Cloud computing has the potential to save large companies a total of $12.3 billion annually on energy costs and reduce annual carbon emissions by 85.7 metric tons come 2020, according to a recent study examining the environmental impact of cloud computing published by the Carbon Disclosure Project.

The study, "Cloud Computing: The IT Solution for the 21st Century," revealed that those dramatic energy savings and carbon emission reductions come as the amount of cloud computing spending by large U.S. enterprises increased from 10 percent to 69 percent of IT budgets.
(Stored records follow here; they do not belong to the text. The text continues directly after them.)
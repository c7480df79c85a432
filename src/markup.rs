//! Inline emphasis markers inside paragraph text.
//!
//! `*text*` is gold, `~text~` is red, `_text_` is blue. Markers never nest,
//! never span lines and never wrap empty text; anything that does not form a
//! complete pair is plain text.

use std::sync::OnceLock;

use regex::Regex;

#[derive(Debug, Clone, PartialEq, Eq)]
pub enum Span {
    Plain(String),
    Gold(String),
    Red(String),
    Blue(String),
}

impl Span {
    pub fn text(&self) -> &str {
        match self {
            Span::Plain(t) | Span::Gold(t) | Span::Red(t) | Span::Blue(t) => t,
        }
    }
}

fn marker_pattern() -> Option<&'static Regex> {
    static PATTERN: OnceLock<Option<Regex>> = OnceLock::new();
    PATTERN
        .get_or_init(|| Regex::new(r"\*([^*\n]+)\*|~([^~\n]+)~|_([^_\n]+)_").ok())
        .as_ref()
}

fn push_plain(spans: &mut Vec<Span>, text: &str) {
    if text.is_empty() {
        return;
    }
    if let Some(Span::Plain(prev)) = spans.last_mut() {
        prev.push_str(text);
    } else {
        spans.push(Span::Plain(text.to_string()));
    }
}

/// Split `text` into styled spans, left to right.
pub fn parse_inline(text: &str) -> Vec<Span> {
    let mut spans = Vec::new();
    let Some(pattern) = marker_pattern() else {
        push_plain(&mut spans, text);
        return spans;
    };

    let mut cursor = 0;
    for caps in pattern.captures_iter(text) {
        let Some(whole) = caps.get(0) else { continue };
        push_plain(&mut spans, &text[cursor..whole.start()]);
        let span = if let Some(m) = caps.get(1) {
            Span::Gold(m.as_str().to_string())
        } else if let Some(m) = caps.get(2) {
            Span::Red(m.as_str().to_string())
        } else if let Some(m) = caps.get(3) {
            Span::Blue(m.as_str().to_string())
        } else {
            Span::Plain(whole.as_str().to_string())
        };
        spans.push(span);
        cursor = whole.end();
    }
    push_plain(&mut spans, &text[cursor..]);
    spans
}

/// Plain-text rendition with all complete markers removed.
pub fn strip(text: &str) -> String {
    parse_inline(text).iter().map(Span::text).collect()
}

#[cfg(test)]
mod tests {
    use super::*;

    #[test]
    fn parses_all_three_colours() {
        let spans = parse_inline("The *right to privacy* was ~denied~ under _Article 21_.");
        assert_eq!(
            spans,
            vec![
                Span::Plain("The ".into()),
                Span::Gold("right to privacy".into()),
                Span::Plain(" was ".into()),
                Span::Red("denied".into()),
                Span::Plain(" under ".into()),
                Span::Blue("Article 21".into()),
                Span::Plain(".".into()),
            ]
        );
    }

    #[test]
    fn unmatched_and_empty_markers_stay_plain() {
        assert_eq!(parse_inline("5 * 3 = 15"), vec![Span::Plain("5 * 3 = 15".into())]);
        assert_eq!(parse_inline("**"), vec![Span::Plain("**".into())]);
        assert_eq!(parse_inline("a ~b\nc~ d"), vec![Span::Plain("a ~b\nc~ d".into())]);
    }

    #[test]
    fn markers_do_not_nest() {
        let spans = parse_inline("*gold _inner_ gold*");
        assert_eq!(spans, vec![Span::Gold("gold _inner_ gold".into())]);
    }

    #[test]
    fn strip_removes_markers_only() {
        assert_eq!(strip("See _Section 43A_ and *note*"), "See Section 43A and note");
        assert_eq!(strip("no markers"), "no markers");
    }
}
The study was conducted by independent analyst research firm Verdantix and was sponsored by AT&T. It found that companies plan to accelerate their adoption of cloud computing from 10 percent to 69 percent of their IT spending by 2020.

Eleven large global companies with $1 billion or more in annual revenue were profiled in the study, including Boeing, Citigroup, Dell, Deutsche Bank and Juniper Networks. All participants have been using cloud services for at least two years. The study found that many of them reported cost savings as their primary driver to adopt the cloud and anticipated that cloud computing it would reduce their costs by 40 percent to 50 percent.

"We are experiencing significant reuse, and hence carbon reduction, in our internal private cloud environment," Paul Stemmler, Citigroup managing director, engineering and integration, Citi Global Operations & Technology, said in the study.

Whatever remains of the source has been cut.